Ernö Király

[HU]

The chamber music, symphonies, and electronic music of composer and ethnomusicologist Ernö Király (1919 - 2007) has been largely overlooked in his native Yugoslavia and internationally. However, his interest in folk music, unusual instrumentation, and tape music resonates in the work of esteemed contemporaries, among them CTM 2014 featured artist én aka Pal Tóth.

Király first came to music in his teens via the guitar, performing in workers’ union orchestras before joining the Subotica Philharmonic. Upon relocation to Novi Sad in Serbia, where he worked at the state radio, he began collecting local folk music and studying ancestral musical customs. Using information on audio technology gleaned from the radio station and inspired by Edgard Varèse's "Poème Électronique”, he began composing tape music in the 1960s, occasionally integrating folk instrumentation. In the 1970s, he began to compose for ensembles using graphic scores and chance operations. Driven by the desire to go beyond the twelve-tone scale, he also began creating new instruments derived from folk instruments, among them the Zitherphone.

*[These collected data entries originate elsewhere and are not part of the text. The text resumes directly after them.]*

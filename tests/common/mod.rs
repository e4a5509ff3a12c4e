//! Common test utilities and fixtures

#![allow(dead_code)]

use std::io::Write;
use std::path::Path;

use gap_screener::AppConfig;

/// Candidate file mixing keepers, filtered-out rows and junk
pub const OPG_CSV: &str = "\
Ticker,Gap,Opening Price
ACME,-0.20,50.00
FLAT,0.02,31.10
JUMP,0.25,12.50
GARB,abc,10.00
SLID,-0.15,17.00
WIPE,-1.00,0.50
";

/// Write `contents` to a CSV file inside `dir`
pub fn write_candidates(dir: &Path, contents: &str) -> std::path::PathBuf {
    let path = dir.join("opg.csv");
    let mut file = std::fs::File::create(&path).expect("Failed to create candidate file");
    file.write_all(contents.as_bytes())
        .expect("Failed to write candidate file");
    path
}

/// Seeking Alpha style body with `count` articles about `ticker`
pub fn news_body(ticker: &str, count: usize) -> serde_json::Value {
    let data: Vec<_> = (0..count)
        .map(|i| {
            serde_json::json!({
                "id": format!("{}-{}", ticker, i),
                "type": "news",
                "attributes": {
                    "publishOn": format!("2024-03-04T0{}:00:00-05:00", 9 - i),
                    "title": format!("{} story {}", ticker, i + 1)
                }
            })
        })
        .collect();
    serde_json::json!({ "data": data })
}

/// Config pointing at a mock news server and temp files
pub fn test_config(input: &Path, output: &Path, news_url: &str) -> AppConfig {
    serde_json::from_value(serde_json::json!({
        "input_path": input,
        "output_path": output,
        "account_balance": "10000",
        "news": {
            "base_url": news_url,
            "api_key": "integration-key"
        },
        "pipeline": {
            "max_concurrency": 2,
            "deadline_seconds": 10
        },
        "settings": {
            "request_timeout_seconds": 5
        }
    }))
    .expect("Failed to build test config")
}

Király’s compositions were occasionally performed in Novi Sad, and he also scored film soundtracks and taught composition and folk music history in local colleges through the late 1980s. However, the annexation of Vojvodina to Serbia in 1988 and the subsequent Yugoslavian war collapsed the country’s music institutions, and Király thus worked alone from home with few chances for exposure.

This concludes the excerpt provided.